Not all security vulnerabilities are exploitable in the real world. Through Astra’s history, if there was a significant security issue, all users were notified. However, not all security issues are exploitable, and it serves no purpose to email all our users to give them false alarms, so if there is something serious, they no longer take it serious. This is currently an issue with the top security companies because they know the average user will not understand that not all security issues are equal, and you do more harm notifying about every little thing via email. It creates a numbness.
The way we handle our change log is always to mention that the update includes a security-related improvement, but not to give specifics. It’s unwise to list specifics which essentially gives potential hackers a blueprint. The proper procedure is to release an update that mentions security (which we did), give site owners time to update (which we are doing), and then the reporter (in this case WordFence) will in 60 days publicly disclose the discovery.

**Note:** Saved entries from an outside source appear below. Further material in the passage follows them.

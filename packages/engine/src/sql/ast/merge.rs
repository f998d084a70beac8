use std::fmt;
use std::ops::ControlFlow;

use sqlparser::ast::{Assignment, Expr, Ident, ObjectName, VisitMut, VisitorMut};

pub(crate) const MERGE_TARGET_ALIAS: &str = "t";
pub(crate) const MERGE_SOURCE_ALIAS: &str = "s";

/// `MERGE INTO` statement synthesized from a MySQL upsert.
///
/// The parser has no node for this shape, so the engine owns it together with
/// its printer and a document-order expression walk.
#[derive(Debug, Clone, PartialEq)]
pub struct MergeInto {
    pub table: ObjectName,
    pub target_alias: Ident,
    pub source: MergeSource,
    pub on: Expr,
    /// Empty when the upsert never updates an existing row.
    pub matched: Vec<Assignment>,
    pub insert_columns: Vec<Ident>,
    pub insert_values: Vec<Expr>,
}

#[derive(Debug, Clone, PartialEq)]
pub enum MergeSource {
    /// The constant one-row relation; values are referenced inline.
    Dual,
    /// A virtual relation with one `SELECT ... FROM dual` row per inserted tuple.
    Rows {
        alias: Ident,
        columns: Vec<Ident>,
        rows: Vec<Vec<Expr>>,
    },
}

impl MergeInto {
    /// Visits every expression in the order it is printed.
    pub(crate) fn visit_exprs_mut<V: VisitorMut>(
        &mut self,
        visitor: &mut V,
    ) -> ControlFlow<V::Break> {
        if let MergeSource::Rows { rows, .. } = &mut self.source {
            for row in rows.iter_mut() {
                for expr in row.iter_mut() {
                    VisitMut::visit(expr, visitor)?;
                }
            }
        }
        VisitMut::visit(&mut self.on, visitor)?;
        for assignment in &mut self.matched {
            VisitMut::visit(&mut assignment.value, visitor)?;
        }
        for expr in &mut self.insert_values {
            VisitMut::visit(expr, visitor)?;
        }
        ControlFlow::Continue(())
    }
}

impl fmt::Display for MergeInto {
    fn fmt(&self, f: &mut fmt::Formatter<'_>) -> fmt::Result {
        write!(
            f,
            "MERGE INTO {} {} USING {} ON ({})",
            self.table, self.target_alias, self.source, self.on
        )?;
        if !self.matched.is_empty() {
            write!(
                f,
                " WHEN MATCHED THEN UPDATE SET {}",
                comma_separated(&self.matched)
            )?;
        }
        write!(
            f,
            " WHEN NOT MATCHED THEN INSERT ({}) VALUES ({})",
            comma_separated(&self.insert_columns),
            comma_separated(&self.insert_values)
        )
    }
}

impl fmt::Display for MergeSource {
    fn fmt(&self, f: &mut fmt::Formatter<'_>) -> fmt::Result {
        match self {
            Self::Dual => f.write_str("dual"),
            Self::Rows {
                alias,
                columns,
                rows,
            } => {
                f.write_str("(")?;
                for (row_index, row) in rows.iter().enumerate() {
                    if row_index > 0 {
                        f.write_str(" UNION ALL ")?;
                    }
                    f.write_str("SELECT ")?;
                    for (column_index, (expr, column)) in row.iter().zip(columns).enumerate() {
                        if column_index > 0 {
                            f.write_str(", ")?;
                        }
                        write!(f, "{expr} AS {column}")?;
                    }
                    f.write_str(" FROM dual")?;
                }
                write!(f, ") {alias}")
            }
        }
    }
}

fn comma_separated<T: fmt::Display>(items: &[T]) -> String {
    items
        .iter()
        .map(ToString::to_string)
        .collect::<Vec<_>>()
        .join(", ")
}
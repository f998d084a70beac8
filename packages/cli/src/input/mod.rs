use std::fs;
use std::io::Read;
use std::path::Path;

use serde_json::Value as JsonValue;
use sqlproxy_dialect::{ConverterConfig, SchemaMetadata, Value};

use crate::error::CliError;

/// Reads the converter settings; no path means the defaults.
pub fn load_config(path: Option<&Path>) -> Result<ConverterConfig, CliError> {
    let Some(path) = path else {
        return Ok(ConverterConfig::default());
    };
    let text = read_file(path)?;
    let config = parse_config(&text)
        .map_err(|err| CliError::msg(format!("invalid config {}: {err}", path.display())))?;
    tracing::info!(path = %path.display(), converter = config.kind.name(), "loaded config");
    Ok(config)
}

pub fn parse_config(text: &str) -> Result<ConverterConfig, toml::de::Error> {
    toml::from_str(text)
}

/// Reads schema metadata; without a file every statement rewrites as if no
/// table had unique indexes or identity columns.
pub fn load_metadata(path: Option<&Path>) -> Result<SchemaMetadata, CliError> {
    let Some(path) = path else {
        tracing::debug!("no schema metadata given, using an empty catalog");
        return Ok(SchemaMetadata::new());
    };
    let text = read_file(path)?;
    Ok(SchemaMetadata::from_json_str(&text)?)
}

/// Statement text from the argument itself, stdin (`-`) or a file (`@path`).
pub fn resolve_sql(sql: &str) -> Result<String, CliError> {
    if sql == "-" {
        let mut input = String::new();
        std::io::stdin()
            .read_to_string(&mut input)
            .map_err(|source| CliError::io("failed to read SQL from stdin", source))?;
        if input.trim().is_empty() {
            return Err(CliError::InvalidArgs("stdin SQL input is empty"));
        }
        return Ok(input.trim_end().to_string());
    }
    if let Some(path) = sql.strip_prefix('@') {
        let text = read_file(Path::new(path))?;
        if text.trim().is_empty() {
            return Err(CliError::msg(format!("SQL file {path} is empty")));
        }
        return Ok(text.trim_end().to_string());
    }

    Ok(sql.to_string())
}

/// Parses one `--arg` value.
pub fn parse_arg_value(raw: &str) -> Result<Value, String> {
    let Ok(json) = serde_json::from_str::<JsonValue>(raw) else {
        return Ok(Value::Text(raw.to_string()));
    };
    match json {
        JsonValue::Null => Ok(Value::Null),
        JsonValue::Bool(value) => Ok(Value::Bool(value)),
        JsonValue::Number(number) => {
            if let Some(value) = number.as_i64() {
                Ok(Value::Int(value))
            } else if let Some(value) = number.as_u64() {
                Ok(Value::UInt(value))
            } else {
                number
                    .as_f64()
                    .map(Value::Float)
                    .ok_or_else(|| format!("unsupported number '{raw}'"))
            }
        }
        JsonValue::String(value) => Ok(Value::Text(value)),
        JsonValue::Array(_) | JsonValue::Object(_) => {
            Err(format!("argument '{raw}' must be a scalar"))
        }
    }
}

fn read_file(path: &Path) -> Result<String, CliError> {
    fs::read_to_string(path).map_err(|err| {
        CliError::msg(format!("failed to read {}: {err}", path.display()))
    })
}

In this case, as you see from the WordFence report, the only way to exploit this is for someone to already have an account on the WordPress site with elevated privileges. Do you know how many of these security updates require admin privileges already to be exploited? From experience, many. So they are not all equal.
That said, we take all security reports seriously and act promptly. In this case, we had the improvement done the same day that WordFence reported it to us privately.
Also, don’t forget, the main reason we get reports is that we publicly offer a generous bug bounty program. This is not common for WordPress theme/plugin developers, but we take security very seriously and have never had a serious security issue after all these years.